Monday’s markets action showed the rapid evolution of the coronavirus from a limited threat to supply chains into an across-the-board tightening of financial conditions, said Gregory Daco, chief U.S. economist for Oxford Economics. A spike in volatility may prompt businesses to hit the pause button on planned investments. And as nervous global investors sought safety in U.S. assets, they pushed up the value of the U.S. dollar.

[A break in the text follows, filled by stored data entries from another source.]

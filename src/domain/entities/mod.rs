//! Domain entities - Point allocations owned by a character sheet

mod attribute_store;
mod skill_allocator;

pub use attribute_store::{AttributeChange, AttributeStore};
pub use skill_allocator::{SkillAllocator, SkillChange};
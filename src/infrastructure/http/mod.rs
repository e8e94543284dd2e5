//! HTTP REST API routes

mod character_routes;

use axum::{
    routing::{get, post, put},
    Router,
};
use std::sync::Arc;
use tower_http::{
    cors::{Any, CorsLayer},
    trace::TraceLayer,
};

use crate::infrastructure::state::AppState;

/// Create all API routes
pub fn create_routes() -> Router<Arc<AppState>> {
    Router::new()
        // Catalog
        .route("/api/catalog", get(character_routes::get_catalog))
        // Character sheet
        .route("/api/character", get(character_routes::get_character))
        .route("/api/character/sync", get(character_routes::get_sync_status))
        .route(
            "/api/character/attributes/{name}",
            post(character_routes::adjust_attribute),
        )
        .route(
            "/api/character/skills/{name}",
            post(character_routes::adjust_skill),
        )
        .route("/api/character/class", put(character_routes::select_class))
        .route(
            "/api/character/skill-checks",
            post(character_routes::roll_skill_check),
        )
}

/// Full application router with health check and middleware
pub fn create_app(state: Arc<AppState>) -> Router {
    Router::new()
        .route("/health", get(health_check))
        .merge(create_routes())
        .layer(
            CorsLayer::new()
                .allow_origin(Any)
                .allow_methods(Any)
                .allow_headers(Any),
        )
        .layer(TraceLayer::new_for_http())
        .with_state(state)
}

async fn health_check() -> &'static str {
    "OK"
}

That will make imported goods for American consumers less expensive, chilling inflation and leaving the Fed farther from hitting its goal of 2 percent annual price increases, which the central bank sees as a sign of a healthy economy. As a result, some investors now expect the Fed to cut rates to counteract some of the economic weaknesses.

“The Fed can’t eliminate all the risks on its own,” said Daco. “What the Fed can do it prevent a worsening of the situation.”

Gold, a safehaven in times of turmoil, climbed 1.6 percent to $1,675 an ounce. Brent crude, the global benchmark, skidded 5.4 percent on worries the outbreak will subdue demand for months to come. China is the world’s largest energy consumer, but it has been buying less crude amid virus-related travel restrictions. Meanwhile, major oil producers have yet to reach a deal on emergency measures to scale back output. The drop in oil prices will ramp up pressure on OPEC — the Organization of the Petroleum Exporting Countries — and Russia to reduce oil supplies at an upcoming meeting in March.

U.S. stock markets ended in decline last week, with the tech-heavy Nasdaq shedding 1.79 percent on Friday. Technology stocks like Apple, Amazon, and Google parent Alphabet were hit particularly hard. 

Meanwhile, the yield on the 30-year Treasury fell to an all-time low, suggesting investor confidence in the economy was on shaky ground.

Michael Farr, president of Farr, Miller & Washington, said that the Federal Reserve’s ability to tackle the economic turmoil “is very limited.” A reduction in U.S. rates won’t address the supply problem coming out of Asia, Farr said, or reopen shuttered schools and factories.

“The risk isn’t so much morbidity and mortality, but it is the risk of business slowdown and perhaps even recession, Farr said.

Still, some say it was only a matter of time before global markets reacted sharply, and all at once, to the outbreak.

“The bond market had been signaling danger while the stock market has been blithely climbing the wall of worry,” said Nancy Tengler, chief investment officer of Laffer Tengler Investments. “We expected a much stronger correction on the initial coronavirus news — stocks are due for a pullback, after all. If we get a proper correction as the virus spreads, we think this will be constructive for stocks in the long-run.”